■ **THE PROBLEM**: Take every line of the material below that includes the string "fraction" and copy it out.

TASK INPUT Block Start

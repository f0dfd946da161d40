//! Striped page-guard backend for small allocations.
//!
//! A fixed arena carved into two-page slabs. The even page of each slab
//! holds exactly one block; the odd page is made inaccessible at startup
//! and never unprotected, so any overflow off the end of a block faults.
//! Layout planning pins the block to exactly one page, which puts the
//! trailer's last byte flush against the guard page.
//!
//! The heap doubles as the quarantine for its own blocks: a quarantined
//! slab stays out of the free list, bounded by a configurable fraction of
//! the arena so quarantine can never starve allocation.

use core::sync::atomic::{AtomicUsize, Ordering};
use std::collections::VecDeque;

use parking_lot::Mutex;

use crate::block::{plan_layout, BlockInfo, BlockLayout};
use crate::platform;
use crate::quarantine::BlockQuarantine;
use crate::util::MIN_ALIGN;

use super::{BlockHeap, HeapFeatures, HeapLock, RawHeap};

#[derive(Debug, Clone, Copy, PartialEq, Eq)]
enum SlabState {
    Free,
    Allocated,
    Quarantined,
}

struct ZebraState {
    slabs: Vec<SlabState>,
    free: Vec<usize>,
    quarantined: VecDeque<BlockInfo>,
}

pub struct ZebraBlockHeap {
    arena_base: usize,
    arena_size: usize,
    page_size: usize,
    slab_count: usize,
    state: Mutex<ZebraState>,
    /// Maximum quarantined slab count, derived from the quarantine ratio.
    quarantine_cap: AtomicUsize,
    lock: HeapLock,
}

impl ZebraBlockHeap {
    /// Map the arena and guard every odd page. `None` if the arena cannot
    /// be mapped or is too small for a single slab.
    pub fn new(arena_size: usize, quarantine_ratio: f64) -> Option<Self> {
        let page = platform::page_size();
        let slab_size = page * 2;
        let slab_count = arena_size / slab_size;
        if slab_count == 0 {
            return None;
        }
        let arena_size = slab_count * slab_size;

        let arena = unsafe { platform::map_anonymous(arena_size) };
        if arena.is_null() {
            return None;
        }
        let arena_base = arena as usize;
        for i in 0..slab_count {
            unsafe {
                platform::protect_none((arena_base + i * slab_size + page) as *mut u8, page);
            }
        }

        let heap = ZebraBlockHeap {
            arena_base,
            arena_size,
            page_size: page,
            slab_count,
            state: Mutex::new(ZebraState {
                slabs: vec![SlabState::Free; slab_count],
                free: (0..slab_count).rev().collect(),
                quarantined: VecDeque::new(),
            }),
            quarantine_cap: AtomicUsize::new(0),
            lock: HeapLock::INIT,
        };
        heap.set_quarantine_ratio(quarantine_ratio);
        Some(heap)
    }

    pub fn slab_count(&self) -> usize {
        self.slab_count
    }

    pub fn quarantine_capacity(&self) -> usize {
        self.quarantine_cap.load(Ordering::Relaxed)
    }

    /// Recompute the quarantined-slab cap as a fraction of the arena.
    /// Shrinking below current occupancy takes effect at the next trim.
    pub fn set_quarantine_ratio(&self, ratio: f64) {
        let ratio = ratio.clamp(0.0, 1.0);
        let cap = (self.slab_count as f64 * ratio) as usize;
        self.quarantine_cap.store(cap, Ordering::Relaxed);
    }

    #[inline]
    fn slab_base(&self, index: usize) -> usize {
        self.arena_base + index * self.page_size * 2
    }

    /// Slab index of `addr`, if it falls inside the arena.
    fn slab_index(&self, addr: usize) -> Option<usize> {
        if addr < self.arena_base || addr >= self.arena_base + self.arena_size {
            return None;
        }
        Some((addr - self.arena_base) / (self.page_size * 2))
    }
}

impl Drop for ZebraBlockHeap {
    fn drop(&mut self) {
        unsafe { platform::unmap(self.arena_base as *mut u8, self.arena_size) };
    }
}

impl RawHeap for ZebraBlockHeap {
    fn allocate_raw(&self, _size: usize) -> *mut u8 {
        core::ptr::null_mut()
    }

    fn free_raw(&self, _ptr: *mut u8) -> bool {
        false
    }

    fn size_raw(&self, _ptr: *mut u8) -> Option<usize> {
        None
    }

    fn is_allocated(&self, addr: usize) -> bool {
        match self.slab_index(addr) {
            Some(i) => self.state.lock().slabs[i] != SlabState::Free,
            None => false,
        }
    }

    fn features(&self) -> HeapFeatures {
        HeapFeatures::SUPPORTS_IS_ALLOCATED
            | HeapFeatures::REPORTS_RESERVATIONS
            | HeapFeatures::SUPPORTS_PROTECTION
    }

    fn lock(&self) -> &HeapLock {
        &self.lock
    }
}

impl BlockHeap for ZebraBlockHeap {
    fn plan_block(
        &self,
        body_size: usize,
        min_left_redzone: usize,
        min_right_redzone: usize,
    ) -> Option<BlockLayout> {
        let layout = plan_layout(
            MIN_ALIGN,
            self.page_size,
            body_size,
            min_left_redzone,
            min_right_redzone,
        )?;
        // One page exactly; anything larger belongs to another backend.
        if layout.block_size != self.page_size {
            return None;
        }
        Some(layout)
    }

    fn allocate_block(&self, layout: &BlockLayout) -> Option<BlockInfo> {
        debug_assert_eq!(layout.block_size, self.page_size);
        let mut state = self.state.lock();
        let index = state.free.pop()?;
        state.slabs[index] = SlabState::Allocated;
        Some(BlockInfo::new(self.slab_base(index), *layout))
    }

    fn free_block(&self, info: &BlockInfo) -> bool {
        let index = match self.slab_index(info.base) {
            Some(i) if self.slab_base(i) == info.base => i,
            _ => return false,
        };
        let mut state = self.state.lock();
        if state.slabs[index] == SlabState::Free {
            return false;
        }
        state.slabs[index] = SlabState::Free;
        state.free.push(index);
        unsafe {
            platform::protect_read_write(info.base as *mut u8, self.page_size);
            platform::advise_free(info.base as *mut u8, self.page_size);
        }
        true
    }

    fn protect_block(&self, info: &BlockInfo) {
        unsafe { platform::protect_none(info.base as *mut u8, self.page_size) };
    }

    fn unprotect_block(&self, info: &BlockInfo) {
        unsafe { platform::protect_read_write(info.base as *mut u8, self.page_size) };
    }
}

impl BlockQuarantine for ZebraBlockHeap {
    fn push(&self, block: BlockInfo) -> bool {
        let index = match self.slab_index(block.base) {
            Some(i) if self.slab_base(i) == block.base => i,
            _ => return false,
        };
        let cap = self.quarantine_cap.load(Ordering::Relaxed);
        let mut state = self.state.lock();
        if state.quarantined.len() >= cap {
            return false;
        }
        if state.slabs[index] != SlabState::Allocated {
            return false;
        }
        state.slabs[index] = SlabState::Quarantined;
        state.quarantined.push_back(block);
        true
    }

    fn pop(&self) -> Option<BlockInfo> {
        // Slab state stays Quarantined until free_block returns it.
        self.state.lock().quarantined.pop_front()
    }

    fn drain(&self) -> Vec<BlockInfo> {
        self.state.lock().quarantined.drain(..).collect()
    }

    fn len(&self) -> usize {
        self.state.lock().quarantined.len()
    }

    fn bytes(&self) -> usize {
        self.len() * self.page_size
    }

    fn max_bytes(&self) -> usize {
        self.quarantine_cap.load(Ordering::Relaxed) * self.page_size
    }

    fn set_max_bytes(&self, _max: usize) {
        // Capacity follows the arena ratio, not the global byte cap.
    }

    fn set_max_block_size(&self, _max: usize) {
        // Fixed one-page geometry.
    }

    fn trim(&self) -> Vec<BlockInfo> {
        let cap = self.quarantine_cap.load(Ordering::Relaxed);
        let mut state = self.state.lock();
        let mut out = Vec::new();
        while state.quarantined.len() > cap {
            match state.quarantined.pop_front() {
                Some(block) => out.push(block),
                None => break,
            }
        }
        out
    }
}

TASK INPUT Block End

■ **SOLVED EXERCISE**:
//! slab stays out of the free list, bounded by a configurable fraction of
    /// Recompute the quarantined-slab cap as a fraction of the arena.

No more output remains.